Si son dernier roman est en bonne place sur les étals des nouveautés dans les librairies d'Espagne et d'Amérique latine, il n'est pas disponible à Cuba et les médias cubains n'en ont pas fait mention.
"Les lecteurs cubains sont habitués", dit l'écrivain qui raconte qu'une "copie piratée" numérique du livre circulait déjà à Cuba dès le lendemain de la sortie officielle en Espagne. C'est ce que "j'appelle le processus d'invisibilisation de ma personne à Cuba" en tant qu'auteur, dit-il.
Pour autant, il ne quitterait pour rien au monde sa ville natale, en particulier son quartier de Mantilla, dans le sud de la capitale, où vit également son personnage récurrent Mario Conde, enquêteur désabusé, amoureux de littérature et de cigares, qui reprend du service dans ce dernier opus.
- "Trouble et folle" -
A San Isidro, un des plus vieux quartiers de la capitale fondé il y a plus de 500 ans, Leonardo Padura déambule le long des maisons anciennes.
C'est dans ce quartier à l'histoire sulfureuse qu'a été assassiné Alberto Yarini, autre personnage du roman et dont l'histoire captive Leonardo Padura depuis ses jeunes années de journaliste.
Alberto Yarini, aristocrate charismatique devenu un proxénète aux aspirations politiques, a été tué en 1910 lors d'une bagarre avec un Français, proxénète lui aussi et qui contrôlait la prostitution à San Isidro, à une époque où La Havane était "trouble et folle", selon l'écrivain.
Ce personnage, ancré dans l'imaginaire des Cubains, "est confronté, dans cette lutte contre les Français, à la virilité cubaine, à la dignité cubaine, rien de plus ou de moins que dans une lutte pour la prostitution!" ironise l'écrivain, polo rouge éclatant et panama blanc sur la tête.
Comme souvent dans les œuvres de Leonardo Padura, le livre entremêle les histoires et les époques, avec d'un côté l'effervescence de la vie cubaine des années 1910, dans la foulée de l'indépendance (1902), et de l'autre celle qui a suivi le rétablissement des relations avec les Etats-Unis en 2015.
A ce moment-là, La Havane connaît une agitation inédite avec la visite du président Barack Obama, le concert des Rolling Stones, un défilé Chanel et un afflux de touristes qui fait fleurir les petits commerces.
Une "parenthèse" vite refermée par le président Donald Trump qui a renforcé les sanctions américaines contre l'île communiste.
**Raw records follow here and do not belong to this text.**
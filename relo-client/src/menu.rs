//! Navigation menu filtered by permission.
//!
//! A leaf is shown when its resource is permitted. A group is shown when
//! any of its children is permitted or the group's own resource is, and
//! it keeps only the permitted children.

use serde::Serialize;
use shared::{Action, resources};

use crate::permission::PermissionGate;

#[derive(Debug, Clone, PartialEq, Eq, Serialize)]
pub struct MenuItem {
    pub id: String,
    pub label: String,
    /// Route path; groups have none.
    pub to: Option<String>,
    pub page: String,
    pub action: Action,
    pub sub_items: Vec<MenuItem>,
}

impl MenuItem {
    pub fn link(id: &str, label: &str, to: &str, page: &str) -> Self {
        Self {
            id: id.to_string(),
            label: label.to_string(),
            to: Some(to.to_string()),
            page: page.to_string(),
            action: Action::View,
            sub_items: Vec::new(),
        }
    }

    pub fn group(id: &str, label: &str, page: &str, sub_items: Vec<MenuItem>) -> Self {
        Self {
            id: id.to_string(),
            label: label.to_string(),
            to: None,
            page: page.to_string(),
            action: Action::View,
            sub_items,
        }
    }

    /// Groups have no route of their own, even when every child is filtered out.
    pub fn is_group(&self) -> bool {
        self.to.is_none()
    }
}

/// Filter `items` down to what the current user may see.
pub fn visible(gate: &PermissionGate, items: &[MenuItem]) -> Vec<MenuItem> {
    items
        .iter()
        .filter_map(|item| {
            if !item.is_group() {
                return gate.has_permission(&item.page, item.action).then(|| item.clone());
            }

            let sub_items: Vec<MenuItem> = item
                .sub_items
                .iter()
                .filter(|sub| gate.has_permission(&sub.page, sub.action))
                .cloned()
                .collect();

            if sub_items.is_empty() && !gate.has_permission(&item.page, item.action) {
                return None;
            }
            Some(MenuItem {
                sub_items,
                ..item.clone()
            })
        })
        .collect()
}

/// Full dashboard sidebar
pub fn dashboard() -> Vec<MenuItem> {
    use resources::*;

    vec![
        MenuItem::link("dashboard", "Dashboard", "/", DASHBOARD),
        MenuItem::link("enquiries", "Enquiries", "/enquiries", ENQUIRIES),
        MenuItem::link("new-enquiries", "New Assigned", "/new-enquiries", NEW_ENQUIRIES),
        MenuItem::link("scheduled-surveys", "Scheduled Surveys", "/scheduled-surveys", SCHEDULED_SURVEYS),
        MenuItem::link("survey_summary", "Survey Summary", "/survey/survey-summary", SURVEY_SUMMARY),
        MenuItem::link("quotation", "Quotation", "/quotation-list", QUOTATION),
        MenuItem::link("booking", "Book Move", "/booking-list", BOOKING),
        MenuItem::link("inventory", "Inventory", "/inventory", INVENTORY),
        MenuItem::group(
            "pricing",
            "Pricing",
            PRICING,
            vec![
                MenuItem::link("local-move", "Local Move", "/pricing/local-move", LOCAL_MOVE),
                MenuItem::link(
                    "international-move",
                    "International Move",
                    "/pricing/international-move",
                    INTERNATIONAL_MOVE,
                ),
            ],
        ),
        MenuItem::group(
            "additional-settings",
            "Additional Settings",
            ADDITIONAL_SETTINGS,
            vec![
                MenuItem::link("types", "Types", "/additional-settings/types", TYPES),
                MenuItem::link("units", "Units", "/additional-settings/units", UNITS),
                MenuItem::link("currency", "Currency", "/additional-settings/currency", CURRENCY),
                MenuItem::link("tax", "Tax", "/additional-settings/tax", TAX),
                MenuItem::link("handyman", "Handyman", "/additional-settings/handyman", HANDYMAN),
                MenuItem::link("manpower", "Manpower", "/additional-settings/manpower", MANPOWER),
                MenuItem::link("room", "Room", "/additional-settings/room", ROOM),
                MenuItem::link(
                    "additional-services",
                    "Additional Services",
                    "/additional-settings/additional-services",
                    ADDITIONAL_SERVICES,
                ),
                MenuItem::link("labours", "Labours", "/additional-settings/labours", LABOURS),
                MenuItem::link("materials", "Materials", "/additional-settings/materials", MATERIALS),
            ],
        ),
        MenuItem::group(
            "user-roles",
            "User Roles",
            USERS,
            vec![
                MenuItem::link("roles", "Roles", "/user-roles/roles", ROLES),
                MenuItem::link("users", "Users", "/user-roles/users", USERS),
                MenuItem::link("permissions", "Permissions", "/user-roles/permissions", PERMISSIONS),
            ],
        ),
        MenuItem::link("profile", "Profile", "/profile", PROFILE),
    ]
}

/// Subset shown on narrow screens
pub fn compact() -> Vec<MenuItem> {
    const IDS: [&str; 4] = ["pricing", "additional-settings", "user-roles", "profile"];
    dashboard()
        .into_iter()
        .filter(|item| IDS.contains(&item.id.as_str()))
        .collect()
}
Les deux pays sont alors revenus à "l'état de tension, de confrontation, de vocabulaire de la Guerre froide qui a dominé (leur) relation pendant tant d'années", relève Leonardo Padura.
Dans ce contexte multiple, "Personas decentes" se construit autour de l'enquête sur le meurtre d'un homme, "incarnation d'un bourreau de l'intelligentsia cubaine" dans les années 1970 et exécutant de "la politique de répression culturelle" de cette période, explique l'auteur qui reconnaît la tonalité sombre et pessimiste de l'ouvrage.
A La Havane, malgré son succès international, l'écrivain vit les mêmes difficultés et les mêmes joies que ses compatriotes. Lui aussi fait la queue pour obtenir du carburant ou de la nourriture en raison des pénuries. Lui aussi partage l'amour inconditionnel des Cubains pour le baseball, "une passion culturelle, pas seulement sportive", assure-t-il.
Mais ce qu'il aime par-dessus tout à La Havane, c'est pratiquer une "thérapie" recommandée par Mario Conde, son personnage : "s'asseoir avec des amis et passer la nuit à raconter des conneries!"